//! Unique identifier for mutexes

use std::sync::atomic::{AtomicU64, Ordering};

/// Unique identifier for a Mutex
#[derive(Debug, Copy, Clone, PartialEq, Eq, Hash)]
pub struct MutexId(u64);

static NEXT_MUTEX_ID: AtomicU64 = AtomicU64::new(1);

impl MutexId {
    /// Generate a new unique MutexId
    pub fn new() -> Self {
        MutexId(NEXT_MUTEX_ID.fetch_add(1, Ordering::Relaxed))
    }

    /// Get the numeric ID value
    pub fn as_u64(self) -> u64 {
        self.0
    }

    /// Create a MutexId from a u64 value (for deserialization)
    pub fn from_u64(id: u64) -> Self {
        MutexId(id)
    }
}

impl Default for MutexId {
    fn default() -> Self {
        Self::new()
    }
}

━━━━━━

| WHAT THE TASK ASKS |
Each of the lines from the one holding "pub fn as_u64(self)" through the final line of the entries is to be set down exactly, and no others.

| TASK OUTPUT |
    pub fn as_u64(self) -> u64 {
        self.0
    }

    /// Create a MutexId from a u64 value (for deserialization)
    pub fn from_u64(id: u64) -> Self {
        MutexId(id)
    }
}

impl Default for MutexId {
    fn default() -> Self {
        Self::new()
    }
}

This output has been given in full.